Enter Shikari’s spark is burning bright

Alt rock legends Enter Shikari will see their Aberdeen fans up close and personal after deciding to play more intimate venues.
For their current tour the four-piece have turned their back on stadium shows.
Singer Rou Reynolds hopes the 28-date road trip will give more fans across the country the opportunity to see their high-octane show.
It hits the Granite City on Thursday January 24 with a headline show at the Beach Ballroom to promote recent album The Spark.
Their fifth album since 2006 debut Take To The Skies, Rou is confident that it is the band’s best release to date.
He said: “The Spark is very different for us, it is a leap.
“It was a bit divisive, however, but with each album we’ve gained a lot of people, but we’ve also lost a lot of people.

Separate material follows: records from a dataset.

//! Weapon strategies: turn a resolved release into projectiles

use std::f32::consts::TAU;

use super::charge::ReleaseEvent;
use super::entity::{BeamState, BoomerangState, Combatant, MineState, Projectile, ProjectileKind};
use super::events::GameEvent;
use super::profile::ShipType;
use super::{ARENA_WIDTH, SHIP_SIZE, SPAWN_FORWARD};

/// Where and which way a volley leaves the hull
#[derive(Debug, Clone, Copy, PartialEq)]
pub struct Muzzle {
    pub owner: ShipType,
    pub x: f32,
    pub y: f32,
    pub direction: i32,
}

impl Muzzle {
    pub fn of(ship: &Combatant) -> Self {
        let direction = ship.direction();
        Self {
            owner: ship.ship_type,
            x: ship.x + (SHIP_SIZE / 2.0 + SPAWN_FORWARD) * direction as f32,
            y: ship.y,
            direction,
        }
    }

    fn spawn(&self, dy: f32, release: &ReleaseEvent, kind: ProjectileKind) -> Projectile {
        Projectile::new(
            self.owner,
            self.x,
            self.y + dy,
            self.direction,
            release.charge_level(),
            kind,
        )
    }

    fn straight(&self, dy: f32, release: &ReleaseEvent) -> Projectile {
        self.spawn(dy, release, ProjectileKind::Straight)
    }
}

/// Projectiles produced by one release, plus an optional special cue
#[derive(Debug, Clone, Default, PartialEq)]
pub struct Volley {
    pub projectiles: Vec<Projectile>,
    pub cue: Option<GameEvent>,
}

impl From<Vec<Projectile>> for Volley {
    fn from(projectiles: Vec<Projectile>) -> Self {
        Self {
            projectiles,
            cue: None,
        }
    }
}

/// Per-type firing pattern
pub trait Weapon: Send + Sync {
    fn dispatch(&self, muzzle: &Muzzle, release: &ReleaseEvent) -> Volley;
}

/// Fire `ship`'s weapon for `release`, pushing notifications into `events`
pub fn fire(ship: &Combatant, release: &ReleaseEvent, events: &mut Vec<GameEvent>) -> Vec<Projectile> {
    let muzzle = Muzzle::of(ship);
    let volley = ship.profile().armament.weapon().dispatch(&muzzle, release);

    events.push(GameEvent::Shoot {
        ship_type: muzzle.owner,
        x: muzzle.x,
        y: muzzle.y,
    });
    events.extend(volley.cue);

    volley.projectiles
}

/// Offset of slot `i` in a row of `n` centred on zero
fn centred(i: u32, n: u32) -> f32 {
    i as f32 - (n as f32 - 1.0) / 2.0
}

#[derive(Debug, Clone, Copy, PartialEq)]
pub struct SingleShot;

impl Weapon for SingleShot {
    fn dispatch(&self, muzzle: &Muzzle, release: &ReleaseEvent) -> Volley {
        vec![muzzle.straight(0.0, release)].into()
    }
}

#[derive(Debug, Clone, Copy, PartialEq)]
pub struct TwinSpread {
    pub tap_offset: f32,
    pub charged_spacing: f32,
    pub charged_max: u32,
}

impl Weapon for TwinSpread {
    fn dispatch(&self, muzzle: &Muzzle, release: &ReleaseEvent) -> Volley {
        if !release.is_charged() {
            return vec![
                muzzle.straight(-self.tap_offset, release),
                muzzle.straight(self.tap_offset, release),
            ]
            .into();
        }
        let n = release.cost.min(self.charged_max);
        (0..n)
            .map(|i| muzzle.straight((i as f32 - 1.0) * self.charged_spacing, release))
            .collect::<Vec<_>>()
            .into()
    }
}

#[derive(Debug, Clone, Copy, PartialEq)]
pub struct RapidFan {
    pub max_spawn: u32,
    pub spacing: f32,
}

impl Weapon for RapidFan {
    fn dispatch(&self, muzzle: &Muzzle, release: &ReleaseEvent) -> Volley {
        if !release.is_charged() {
            return vec![muzzle.straight(0.0, release)].into();
        }
        let n = release.cost.min(self.max_spawn);
        (0..n)
            .map(|i| muzzle.straight(centred(i, n) * self.spacing, release))
            .collect::<Vec<_>>()
            .into()
    }
}

#[derive(Debug, Clone, Copy, PartialEq)]
pub struct BeamEmitter {
    pub display_steps: u32,
}

impl Weapon for BeamEmitter {
    fn dispatch(&self, muzzle: &Muzzle, release: &ReleaseEvent) -> Volley {
        let shot = if release.is_charged() {
            muzzle.spawn(
                0.0,
                release,
                ProjectileKind::Beam(BeamState {
                    display_steps: self.display_steps,
                    damage_applied: false,
                }),
            )
        } else {
            muzzle.straight(0.0, release)
        };
        vec![shot].into()
    }
}

#[derive(Debug, Clone, Copy, PartialEq)]
pub struct MineLayer {
    /// Fraction of the arena width a mine covers before settling
    pub travel_fraction: f32,
    pub explosion_delay: u32,
    pub charged_explosion_delay: u32,
    pub explosion_steps: u32,
    pub radius_growth: f32,
}

impl Weapon for MineLayer {
    fn dispatch(&self, muzzle: &Muzzle, release: &ReleaseEvent) -> Volley {
        let settle_x = if muzzle.direction > 0 {
            ARENA_WIDTH * self.travel_fraction
        } else {
            ARENA_WIDTH * (1.0 - self.travel_fraction)
        };
        let fuse = if release.is_charged() {
            self.charged_explosion_delay
        } else {
            self.explosion_delay
        };
        let mine = MineState {
            settle_x,
            fuse,
            explosion_steps: self.explosion_steps,
            radius_growth: self.radius_growth,
            settled: false,
            exploding: false,
            explosion_timer: 0,
            explosion_applied: false,
        };
        vec![muzzle.spawn(0.0, release, ProjectileKind::Mine(mine))].into()
    }
}

#[derive(Debug, Clone, Copy, PartialEq)]
pub struct BoomerangLauncher {
    pub tap_offset: f32,
    pub sweep_angle_deg: f32,
    pub max_sweep: u32,
    pub return_distance: f32,
    pub return_speed: f32,
    /// Damage multiplier applied once the boomerang turns back
    pub return_damage: f32,
}

impl BoomerangLauncher {
    fn state(&self, angle: Option<f32>) -> ProjectileKind {
        ProjectileKind::Boomerang(BoomerangState {
            angle,
            return_distance: self.return_distance,
            return_speed: self.return_speed,
            return_damage: self.return_damage,
            distance_traveled: 0.0,
            is_returning: false,
        })
    }
}

impl Weapon for BoomerangLauncher {
    fn dispatch(&self, muzzle: &Muzzle, release: &ReleaseEvent) -> Volley {
        if !release.is_charged() {
            return [0.0, -self.tap_offset, self.tap_offset]
                .into_iter()
                .map(|dy| muzzle.spawn(dy, release, self.state(None)))
                .collect::<Vec<_>>()
                .into();
        }

        let n = release.cost.min(self.max_sweep);
        let sweep = self.sweep_angle_deg.to_radians();
        let projectiles = (0..n)
            .map(|i| {
                let angle = if n > 1 {
                    -sweep / 2.0 + sweep * i as f32 / (n - 1) as f32
                } else {
                    0.0
                };
                muzzle.spawn(0.0, release, self.state(Some(angle)))
            })
            .collect();

        Volley {
            projectiles,
            cue: Some(GameEvent::Sweep {
                ship_type: muzzle.owner,
            }),
        }
    }
}

#[derive(Debug, Clone, Copy, PartialEq)]
pub struct StarBurst {
    pub scatter_angle_deg: f32,
    pub nova_rays: u32,
}

impl Weapon for StarBurst {
    fn dispatch(&self, muzzle: &Muzzle, release: &ReleaseEvent) -> Volley {
        if !release.is_charged() {
            let half = (self.scatter_angle_deg / 2.0).to_radians();
            return [-half, 0.0, half]
                .into_iter()
                .map(|angle| muzzle.spawn(0.0, release, ProjectileKind::Scatter { angle }))
                .collect::<Vec<_>>()
                .into();
        }

        let rays = self.nova_rays;
        let projectiles = (0..rays)
            .map(|i| {
                let angle = TAU * i as f32 / rays as f32;
                muzzle.spawn(0.0, release, ProjectileKind::Nova { angle })
            })
            .collect();

        Volley {
            projectiles,
            cue: Some(GameEvent::Nova {
                ship_type: muzzle.owner,
            }),
        }
    }
}

#[derive(Debug, Clone, Copy, PartialEq)]
pub struct CrossFire {
    pub dual_spacing: f32,
    pub cross_size: u32,
    pub cross_spread_deg: f32,
}

impl Weapon for CrossFire {
    fn dispatch(&self, muzzle: &Muzzle, release: &ReleaseEvent) -> Volley {
        if !release.is_charged() {
            let half = self.dual_spacing / 2.0;
            return vec![
                muzzle.straight(-half, release),
                muzzle.straight(half, release),
            ]
            .into();
        }
        let n = release.cost.min(self.cross_size);
        let spread = self.cross_spread_deg.to_radians();
        (0..n)
            .map(|i| {
                let angle = centred(i, n) * spread;
                muzzle.spawn(0.0, release, ProjectileKind::Scatter { angle })
            })
            .collect::<Vec<_>>()
            .into()
    }
}

#[cfg(test)]
mod tests {
    use std::f32::consts::PI;

    use super::*;
    use crate::game::charge::ReleaseKind;
    use crate::game::entity::Side;

    const TAP: ReleaseEvent = ReleaseEvent {
        kind: ReleaseKind::Tap,
        cost: 1,
    };

    fn charged(cost: u32) -> ReleaseEvent {
        ReleaseEvent {
            kind: ReleaseKind::Charged,
            cost,
        }
    }

    fn fire_once(ship_type: ShipType, side: Side, release: ReleaseEvent) -> (Vec<Projectile>, Vec<GameEvent>) {
        let ship = Combatant::spawn(ship_type, side);
        let mut events = Vec::new();
        let shots = fire(&ship, &release, &mut events);
        (shots, events)
    }

    #[test]
    fn spawns_in_front_of_the_hull() {
        let (shots, events) = fire_once(ShipType::Zaba, Side::Left, TAP);
        assert_eq!(shots.len(), 1);
        assert_eq!(shots[0].x, 100.0 + 35.0);
        assert_eq!(shots[0].direction, 1);

        let (shots, _) = fire_once(ShipType::Zaba, Side::Right, TAP);
        assert_eq!(shots[0].x, ARENA_WIDTH - 100.0 - 35.0);
        assert_eq!(shots[0].direction, -1);

        assert_eq!(
            events,
            vec![GameEvent::Shoot {
                ship_type: ShipType::Zaba,
                x: 135.0,
                y: 360.0
            }]
        );
    }

    #[test]
    fn every_dispatch_emits_exactly_one_shoot() {
        for ship_type in ShipType::ALL {
            for release in [TAP, charged(3)] {
                let (_, events) = fire_once(ship_type, Side::Left, release);
                let shoots = events
                    .iter()
                    .filter(|e| matches!(e, GameEvent::Shoot { .. }))
                    .count();
                assert_eq!(shoots, 1, "{ship_type} {release:?}");
            }
        }
    }

    #[test]
    fn rekin_patterns() {
        let (shots, _) = fire_once(ShipType::Rekin, Side::Left, TAP);
        let ys: Vec<f32> = shots.iter().map(|p| p.y).collect();
        assert_eq!(ys, vec![352.0, 368.0]);

        let (shots, _) = fire_once(ShipType::Rekin, Side::Left, charged(6));
        let ys: Vec<f32> = shots.iter().map(|p| p.y).collect();
        assert_eq!(ys, vec![348.0, 360.0, 372.0]);
        assert!(shots.iter().all(|p| p.is_charged && p.charge_level == 6));
    }

    #[test]
    fn osa_fan_is_symmetric() {
        let (shots, _) = fire_once(ShipType::Osa, Side::Left, charged(16));
        assert_eq!(shots.len(), 7);
        let ys: Vec<f32> = shots.iter().map(|p| p.y - 360.0).collect();
        assert_eq!(ys, vec![-24.0, -16.0, -8.0, 0.0, 8.0, 16.0, 24.0]);

        let (shots, _) = fire_once(ShipType::Osa, Side::Left, charged(2));
        let ys: Vec<f32> = shots.iter().map(|p| p.y - 360.0).collect();
        assert_eq!(ys, vec![-4.0, 4.0]);
    }

    #[test]
    fn komar_charged_is_a_beam() {
        let (shots, _) = fire_once(ShipType::Komar, Side::Left, charged(2));
        assert_eq!(shots.len(), 1);
        assert!(shots[0].is_beam());

        let (shots, _) = fire_once(ShipType::Komar, Side::Left, TAP);
        assert!(!shots[0].is_beam());
    }

    #[test]
    fn kombuz_mines_settle_on_the_far_side() {
        let (shots, _) = fire_once(ShipType::Kombuz, Side::Left, TAP);
        let ProjectileKind::Mine(mine) = shots[0].kind else {
            panic!("expected a mine");
        };
        assert_eq!(mine.settle_x, ARENA_WIDTH * 0.6);
        assert_eq!(mine.fuse, 180);

        let (shots, _) = fire_once(ShipType::Kombuz, Side::Right, charged(3));
        let ProjectileKind::Mine(mine) = shots[0].kind else {
            panic!("expected a mine");
        };
        assert!((mine.settle_x - ARENA_WIDTH * 0.4).abs() < 1e-3);
        assert_eq!(mine.fuse, 240);
    }

    #[test]
    fn rift_sweep_spans_the_arc() {
        let (shots, events) = fire_once(ShipType::Rift, Side::Left, charged(8));
        assert_eq!(shots.len(), 5);
        let angles: Vec<f32> = shots
            .iter()
            .map(|p| match p.kind {
                ProjectileKind::Boomerang(b) => b.angle.unwrap_or(f32::NAN),
                _ => f32::NAN,
            })
            .collect();
        let expected = [-60.0f32, -30.0, 0.0, 30.0, 60.0];
        for (got, want) in angles.iter().zip(expected) {
            assert!((got - want.to_radians()).abs() < 1e-5);
        }
        assert!(events.contains(&GameEvent::Sweep {
            ship_type: ShipType::Rift
        }));

        let (shots, _) = fire_once(ShipType::Rift, Side::Left, charged(1));
        assert!(matches!(
            shots[0].kind,
            ProjectileKind::Boomerang(BoomerangState { angle: Some(a), .. }) if a == 0.0
        ));

        let (shots, events) = fire_once(ShipType::Rift, Side::Left, TAP);
        let ys: Vec<f32> = shots.iter().map(|p| p.y - 360.0).collect();
        assert_eq!(ys, vec![0.0, -15.0, 15.0]);
        assert_eq!(events.len(), 1);
    }

    #[test]
    fn nova_rays_are_evenly_spaced() {
        let (shots, events) = fire_once(ShipType::Gwiazdka, Side::Left, charged(4));
        assert_eq!(shots.len(), 8);
        for (i, shot) in shots.iter().enumerate() {
            let ProjectileKind::Nova { angle } = shot.kind else {
                panic!("expected a nova ray");
            };
            assert!((angle - i as f32 * PI / 4.0).abs() < 1e-6);
        }
        assert!(events.contains(&GameEvent::Nova {
            ship_type: ShipType::Gwiazdka
        }));
    }

    #[test]
    fn gwiazdka_tap_scatters() {
        let (shots, _) = fire_once(ShipType::Gwiazdka, Side::Left, TAP);
        let angles: Vec<f32> = shots
            .iter()
            .map(|p| match p.kind {
                ProjectileKind::Scatter { angle } => angle.to_degrees(),
                _ => f32::NAN,
            })
            .collect();
        assert_eq!(angles.len(), 3);
        assert!((angles[0] + 15.0).abs() < 1e-4);
        assert_eq!(angles[1], 0.0);
        assert!((angles[2] - 15.0).abs() < 1e-4);
    }

    #[test]
    fn nexus_cross_pattern() {
        let (shots, _) = fire_once(ShipType::Nexus, Side::Left, TAP);
        let ys: Vec<f32> = shots.iter().map(|p| p.y - 360.0).collect();
        assert_eq!(ys, vec![-10.0, 10.0]);

        let (shots, _) = fire_once(ShipType::Nexus, Side::Left, charged(8));
        assert_eq!(shots.len(), 4);
        let degs: Vec<f32> = shots
            .iter()
            .map(|p| match p.kind {
                ProjectileKind::Scatter { angle } => angle.to_degrees(),
                _ => f32::NAN,
            })
            .collect();
        for (got, want) in degs.iter().zip([-45.0f32, -15.0, 15.0, 45.0]) {
            assert!((got - want).abs() < 1e-3);
        }
    }
}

“We’re relentlessly progressive, though.
“People always think we’re going to write an album like our first one (Take To The Skies) again.
“That is just not going to happen.
“The main thing with The Spark is that there is a fresh outlook and connection.
“A lot of the album is about adversity and periods of adversity and the spark – something that could be very small and insignificant can form something very significant.
“It’s almost like the crack of light at the end of the tunnel.”
Finding that spark of light and hope became important to Rou following a year from hell in 2015 when he was plagued with mental health issues.
Rou suffered from crippling panic attacks, as well as insomnia, and The Spark is a direct reaction to that.
He has been open about his mental health issues in a bid to help normalise the conversation around the subject.
He said: “Writing The Spark is definitely something that came with experience and time.
“I couldn’t have written an album like it at any other time in my life.
“The experiences leading up to it gave me a reason to delve into more personal things and speak about my own experiences with mental health, whereas before I don’t think I’d had anything.
“My life had been OK, I guess.
“There wasn’t a massive amount of hardship, so it was politics or philosophy, world events were what I was interested in at the time.
“Obviously, with music you write about what you’re passionate about at that moment.
“Now there happens to be much more personal things.
“I feel like we’re finally getting somewhere (with mental health) and that it’s getting into mainstream culture.
“The worst affected about the negative connotations that come with this are males and it’s in now in their consciousness.”
The Spark was awarded Album Of The Year by renowned Rock magazine Kerrang.
It is a recording that not only tackles previously uncharted personal waters, but musically shows a band determined to constantly evolve.
Rou said: “I don’t think that we would put something out if we didn’t think it was the best we have done.
“There are so many views and angles, textures, instrumentation and emotions on this record that were not on the previous album.
“I really do feel that we have managed to push things forward.”
The Stop The Clocks tour is a conscious effort from the band to get closer to their fan base.
Such is their popularity they have packed out the Aberdeen Exhibition and Conference Centre in the city previously and could do that again.
Playing the Beach Ballroom is a step back to the venues where Enter Shikari “cut their teeth” and Rou is relishing the shows.
He said: “Our most recent British tours have been of the eight or nine shows in arenas or big sheds variety.
“This time we consciously wanted to switch it up a bit going into 2019.
“Enter Shikari have always kept dipping back into more intimate venues over the years, no matter how big our headline shows have become.
“That’s where we cut our teeth.
“The heat, sweat and visceral human connection of smaller gigs is every bit the equal of the impressive scale and expensive production of arena shows. “We’ve never seen the latter as an evolution away from the former.”
Rou revealed there was also a more practical matter behind the decision to play 28 shows at smaller venues – finance for fans in these cash-strapped times.
He said: “Austerity and the looming potential disaster of Brexit have seen people having to be a lot more careful with how they spend their money.
“With things being what they are right now, it doesn’t seem fair for only those who can afford the travel to a major city for a night out, plus the inevitable other costs that go along with it, to be able to see a show.
“Playing 28 dates across the UK is our way of taking what we do back to as many people as possible, in the most intimate and direct way.”
Enter Shikari have been one of Britain’s top alternative bands since the release of Take To The Skies more than a decade ago.
That energy and passion that initially fuelled the band remains.
Rou said: “Being in Enter Shikari will always be exciting, I am sure of that.
“Writing music is what I live for, nothing makes me happier.
“But then everything from the excitement of playing shows to travelling to crazy new places. It never ends.”